Eu não reconheço Caetano nessa forma. E é bom dizer que, assim, ele só tem se manifestado fora da música. Em cima do palco e no estúdio, Caetano vem muito bem. “Outro”, canção-manifesto do álbum “Cê” (e a que encerra-se no tal fade out), deixa, ao menos, uma esperança de que o artista ressurja mais forte diante das imposições burocráticas.

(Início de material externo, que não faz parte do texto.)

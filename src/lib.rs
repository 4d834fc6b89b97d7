//! Field transform engine for backslash-delimited lexical records.
//!
//! A record is one line of a lexicon file, its fields separated by a
//! literal delimiter and addressed by 1-based position. Individual fields
//! encode phonological and morphological information in compact
//! notations; the modules here decode those notations into structured
//! values and re-encode them:
//!
//! - [`record`]: splitting and rejoining delimited records.
//! - [`grapheme`]: diacritic stripping and ASCII-range classification.
//! - [`phoneme`]: DISC to SAM-PA / CELEX / CPA conversion.
//! - [`syllable`]: syllable counts, stress patterns, ambisyllabic
//!   bracket conversion.
//! - [`morphology`]: the nested morpheme/word-class tree notation.
//! - [`inflection`]: inflectional feature vectors and syntactic
//!   category labels.
//! - [`wordplay`]: anagram/rhyme keys and letter counts.
//! - [`frequency`]: Zipf and per-million normalization.
//!
//! Every transform is a pure function of its input; the only shared
//! state is read-only lookup tables built on first use. Calls are safe to
//! run concurrently across records without coordination.

pub mod error;
pub mod frequency;
pub mod grapheme;
pub mod inflection;
pub mod morphology;
pub mod phoneme;
pub mod record;
pub mod syllable;
pub mod trace_init;
pub mod wordplay;

pub use error::EngineError;
pub use phoneme::Target;
pub use record::Record;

O público que o aclamou como o segundo melhor show de 2013 não era o que estava no Vivo Rio. Se estivesse, sairia decepcionado com o show e encantado com o trabalho de ourives realizado por Daniel Carvalho, responsável pela captação e masterização do álbum.

Caetano, você mente quando diz “tenho muito orgulho de conseguir atenção e respeito por ‘Um comunista’, música que dura 10 minutos e tem na letra certas dicções meio didáticas algo irregulares. Acho que muita gente pode gostar de ver e ouvir o que foi gravado num Vivo Rio lotado e participante. Sinto algum prazer em ter esse objeto para exibir”. É mentira. Não tenho medo de o contradizer porque nada disso aconteceu. E, como conheço você e sua obra, sei também que não há orgulho algum de sua parte. Descanse, livre-se das garras do jaguar e que, torçamos, o império dos burocratas nunca mais chegue ao coração da sua obra.